Billy Ray Cyrus's heart is achy, breaky and bitter.

In an uber-revealing, uber-melodramatic interview in GQ, the country star blames "Hannah Montana" and the evils of Hollywood for tearing his family apart.

"I'll tell you right now -- the damn show destroyed my family," he tells the magazine. "And I sit there and I go, 'Yeah, you know what? Some gave all.' It is my motto, and guess what? I have to eat that one. I some gave-all'd it all right. I some-gave all'd it while everybody else was going to the bank. It's all sad."

When asked whether he viewed his family as under attack by Satan, the God-fearing singer and showbiz dad responds: "I think we are right now. No doubt. There's no doubt about it. ... There has always been a battle between good and evil. Always will be. You think, 'This is a chance to make family entertainment, bring families together ... ' and look what it's turned into."

Cyrus' personal life is in shambles: He filed for divorce from wife Tish last October amid reports she had an affair with Bret Michaels, of all people. He fears for the future of his megastar daughter, Miley, as she grows up and makes mistakes in the public eye.

"I'm scared for her," he says. "She's got a lot of people around her that's putting her in a great deal of danger. I know she's 18, but I still feel like as her daddy I'd like to try to help. At least get her out of danger. I want to get her sheltered from the storm. Stop the insanity just for a minute."

Cyrus regrets that he treated Miley like a friend and not a parent; when she recently celebrated her 18th birthday at a nightclub in L.A., he put his foot down and refused to attend.

"It was wrong," he complains. "It was for 21 years old and up. ... I said, 'This whole thing's falling apart up there and they just want to blame all this stuff on you again.' I'm staying out of it."

Fired up, Cyrus rambles on about such casualties of fame as Michael Jackson, Anna Nicole Smith and Kurt Cobain, drawing a somewhat bizarre analogy between the late Nirvana frontman (who committed suicide) and his "Party In the U.S.A." daughter (who seems legitimately confident and self-loving).

"That's why I'm concerned about Miley," he says, referring to Cobain. "I think that his world was just spinning so fast and he had so many people around him that didn't help him. Like Anna Nicole Smith -- you could see that train wreck coming. I was actually trying to reach out to Anna Nicole Smith, because I kept telling Tish and everybody around me, going, 'This is a disaster.' Michael Jackson -- I was trying to reach out to Michael Jackson. I knew he had kids, and I was going to invite his kids down to a taping of "Hannah" -- I just felt it would be good for Michael."

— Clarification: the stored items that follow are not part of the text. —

//! Consumption loop
//!
//! Pulls messages from both input topics, drops duplicates, feeds the
//! correlation cache and ships merged snapshots to the analytics sink. Every
//! message is acknowledged once handled, whatever the outcome.

use idempotent_consumer::IdempotencyGuard;
use serde::Serialize;
use serde_json::{json, Value};
use std::time::Duration;
use thiserror::Error;
use tracing::{debug, error, info, warn};

use super::correlation::{CacheStats, CorrelationCache, EntityKind};
use super::delivery::SnapshotSink;
use crate::kafka::{InboundMessage, MessageSource, Topic, TopicRouter};
use crate::metrics;
use crate::shutdown::Shutdown;

/// Stats are logged every this many consumed messages
const STATS_LOG_INTERVAL: u64 = 10;

#[derive(Debug, Clone, Copy, PartialEq, Eq)]
pub enum ConsumerState {
    Idle,
    Running,
    ShuttingDown,
    Stopped,
}

#[derive(Debug, Clone, Copy, Default, PartialEq, Eq, Serialize)]
pub struct ConsumerStats {
    pub total_consumed: u64,
    pub duplicates_skipped: u64,
    pub successfully_processed: u64,
    pub errors: u64,
}

/// What happened to the merge attempt that followed a cache update
#[derive(Debug, Clone, Copy, PartialEq, Eq)]
pub enum DeliveryOutcome {
    /// No merge was attempted, or one side of the cache was still empty
    NotReady,
    Delivered,
    /// Sink refused after all retries; the cache was kept
    Failed,
}

#[derive(Debug, Error)]
pub enum PipelineError {
    #[error("invalid JSON payload: {0}")]
    InvalidJson(#[from] serde_json::Error),
}

/// Result of running one message through the pipeline, before acknowledgement
#[derive(Debug)]
pub enum PipelineOutcome {
    Processed {
        topic: Topic,
        /// Whether the record made it into the cache
        cached: bool,
        delivery: DeliveryOutcome,
    },
    Duplicate,
    Failed(PipelineError),
}

impl PipelineOutcome {
    pub fn label(&self) -> &'static str {
        match self {
            PipelineOutcome::Processed { .. } => "processed",
            PipelineOutcome::Duplicate => "duplicate",
            PipelineOutcome::Failed(_) => "error",
        }
    }
}

pub struct CorrelationConsumer {
    source: Box<dyn MessageSource>,
    guard: IdempotencyGuard,
    cache: CorrelationCache,
    sink: Box<dyn SnapshotSink>,
    router: TopicRouter,
    poll_timeout: Duration,
    stats: ConsumerStats,
    state: ConsumerState,
}

impl CorrelationConsumer {
    pub fn new(
        source: Box<dyn MessageSource>,
        guard: IdempotencyGuard,
        sink: Box<dyn SnapshotSink>,
        router: TopicRouter,
        poll_timeout: Duration,
    ) -> Self {
        Self {
            source,
            guard,
            cache: CorrelationCache::new(),
            sink,
            router,
            poll_timeout,
            stats: ConsumerStats::default(),
            state: ConsumerState::Idle,
        }
    }

    pub fn stats(&self) -> ConsumerStats {
        self.stats
    }

    pub fn cache_stats(&self) -> CacheStats {
        self.cache.stats()
    }

    pub fn state(&self) -> ConsumerState {
        self.state
    }

    /// Consume until `shutdown` fires, then flush and close the source.
    ///
    /// The in-flight message is always finished before the token is checked
    /// again; only the idle poll wait is interrupted.
    pub async fn run(&mut self, mut shutdown: Shutdown) -> ConsumerStats {
        self.state = ConsumerState::Running;
        info!("Starting consumption loop on topics {:?}", self.router.topics());

        while !shutdown.is_triggered() {
            let polled = tokio::select! {
                biased;
                _ = shutdown.wait() => break,
                polled = self.source.poll(self.poll_timeout) => polled,
            };

            match polled {
                None => continue,
                Some(Err(e)) if e.is_partition_eof() => debug!("{}", e),
                Some(Err(e)) => error!("Consumer error: {}", e),
                Some(Ok(message)) => self.handle_message(message).await,
            }
        }

        self.shutdown().await;
        self.stats
    }

    /// Run one message through the pipeline and acknowledge it
    async fn handle_message(&mut self, message: InboundMessage) {
        self.stats.total_consumed += 1;

        let outcome = self.process_message(&message).await;
        if let PipelineOutcome::Failed(e) = &outcome {
            error!("Error processing message {}: {}", message.handle, e);
        }

        match self.source.commit(&message.handle) {
            Ok(()) => {
                match &outcome {
                    PipelineOutcome::Processed { .. } => self.stats.successfully_processed += 1,
                    PipelineOutcome::Duplicate => self.stats.duplicates_skipped += 1,
                    PipelineOutcome::Failed(_) => self.stats.errors += 1,
                }
                metrics::record_message(outcome.label());
            }
            Err(e) => {
                error!("Failed to acknowledge message {}: {}", message.handle, e);
                self.stats.errors += 1;
                metrics::record_message("ack_failed");
            }
        }

        if self.stats.total_consumed % STATS_LOG_INTERVAL == 0 {
            self.log_stats();
        }
    }

    /// Decode, deduplicate, cache and maybe deliver one message.
    ///
    /// Acknowledgement is left to the caller.
    pub async fn process_message(&mut self, message: &InboundMessage) -> PipelineOutcome {
        let key = message.key_str();
        info!(
            "[KAFKA RAW] {} | key={} | {}",
            message.topic,
            key.as_deref().unwrap_or("-"),
            String::from_utf8_lossy(&message.payload)
        );

        let data: Value = match serde_json::from_slice(&message.payload) {
            Ok(data) => data,
            Err(e) => return PipelineOutcome::Failed(PipelineError::InvalidJson(e)),
        };

        let fingerprint = self.guard.fingerprint(&data);
        if self.guard.is_duplicate(&fingerprint).await {
            info!(
                "Skipping duplicate message from {} (fingerprint {})",
                message.topic,
                fingerprint.short()
            );
            return PipelineOutcome::Duplicate;
        }

        let topic = self.router.classify(&message.topic);
        let kind = match topic {
            Topic::Customer => Some(EntityKind::Customer),
            Topic::Inventory => Some(EntityKind::Inventory),
            Topic::Unknown => {
                warn!("Received message from unknown topic: {}", message.topic);
                None
            }
        };

        let cached = match kind {
            Some(kind) => match self.cache.add(kind, &data) {
                Ok(id) => {
                    debug!("Cached {} record {}", topic, id);
                    true
                }
                Err(e) => {
                    warn!("Dropping {} record from correlation: {}", topic, e);
                    false
                }
            },
            None => false,
        };

        let delivery = if cached {
            self.deliver_if_ready().await
        } else {
            DeliveryOutcome::NotReady
        };
        metrics::set_cache_entries(self.cache.stats());

        let metadata = json!({ "topic": message.topic, "key": key });
        self.guard.mark_processed(&fingerprint, Some(&metadata)).await;

        PipelineOutcome::Processed {
            topic,
            cached,
            delivery,
        }
    }

    async fn deliver_if_ready(&mut self) -> DeliveryOutcome {
        let Some(snapshot) = self.cache.try_merge() else {
            return DeliveryOutcome::NotReady;
        };

        if self.sink.send(&snapshot).await {
            self.cache.clear();
            DeliveryOutcome::Delivered
        } else {
            let stats = self.cache.stats();
            warn!(
                "Delivery failed, keeping {} customers and {} products cached",
                stats.customers_cached, stats.inventory_cached
            );
            DeliveryOutcome::Failed
        }
    }

    /// Flush what is left in the cache and release the source. Safe to call
    /// more than once; only the first call has any effect.
    pub async fn shutdown(&mut self) {
        if matches!(
            self.state,
            ConsumerState::ShuttingDown | ConsumerState::Stopped
        ) {
            return;
        }
        self.state = ConsumerState::ShuttingDown;
        info!("Shutting down consumer");
        self.log_stats();

        if let Some(snapshot) = self.cache.merge() {
            info!(
                "Flushing {} customers and {} products before exit",
                snapshot.summary.total_customers, snapshot.summary.total_products
            );
            if self.sink.send(&snapshot).await {
                self.cache.clear();
                metrics::set_cache_entries(self.cache.stats());
            } else {
                error!("Final flush failed, cached records are lost");
            }
        }

        self.source.close();
        self.state = ConsumerState::Stopped;
        info!("Consumer stopped");
    }

    fn log_stats(&self) {
        let cache = self.cache.stats();
        info!(
            total_consumed = self.stats.total_consumed,
            duplicates_skipped = self.stats.duplicates_skipped,
            successfully_processed = self.stats.successfully_processed,
            errors = self.stats.errors,
            customers_cached = cache.customers_cached,
            inventory_cached = cache.inventory_cached,
            "Consumer stats"
        );
    }
}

Lest we all brand Cyrus a less evil, equally oversharey version of Michael Lohan (in terms of using the media to get his message across to Miley), he works some preemptive damage control into the GQ interview.

"For the record," he says, "to set it straight, I want to tell you: I've never made a dime off Miley. You got a lot of people have made percentages off of her. I'm proud to say to this day I've never made one commissioned dollar, or dime, off of my daughter."